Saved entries
——
//! Per-record features that have to exist before bucketing.

use tracing::warn;

use crate::table::{Column, ColumnData, RecordBatch};

pub const BWD_TOTAL_PAYLOAD_BYTES: &str = "bwd_total_payload_bytes";
pub const BWD_PACKETS_COUNT: &str = "bwd_packets_count";
pub const BWD_AVG_SEGMENT_SIZE: &str = "calculated_bwd_avg_segment_size";

/// Adds `calculated_bwd_avg_segment_size = bwd_total_payload_bytes / (bwd_packets_count + 1)`.
/// Leaves the batch untouched when either input is missing.
pub fn derive_raw_features(batch: &mut RecordBatch) {
    let (Some(payload), Some(packets)) = (
        batch.column(BWD_TOTAL_PAYLOAD_BYTES),
        batch.column(BWD_PACKETS_COUNT),
    ) else {
        warn!(
            component = "raw_features",
            event = "raw_features.skipped",
            feature = BWD_AVG_SEGMENT_SIZE,
            reason = "missing_inputs"
        );
        return;
    };

    let values: Vec<Option<f64>> = (0..batch.len())
        .map(|row| Some(payload.numeric_at(row)? / (packets.numeric_at(row)? + 1.0)))
        .collect();

    batch.put_column(Column {
        name: BWD_AVG_SEGMENT_SIZE.to_string(),
        data: ColumnData::Numeric(values),
    });
}

pub fn with_raw_features(batch: &RecordBatch) -> RecordBatch {
    let mut out = batch.clone();
    derive_raw_features(&mut out);
    out
}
——
Which lines in the records contain the word "ColumnData"? Copy each one.

[RESPONSE TO THIS TASK]:
use crate::table::{Column, ColumnData, RecordBatch};
        data: ColumnData::Numeric(values),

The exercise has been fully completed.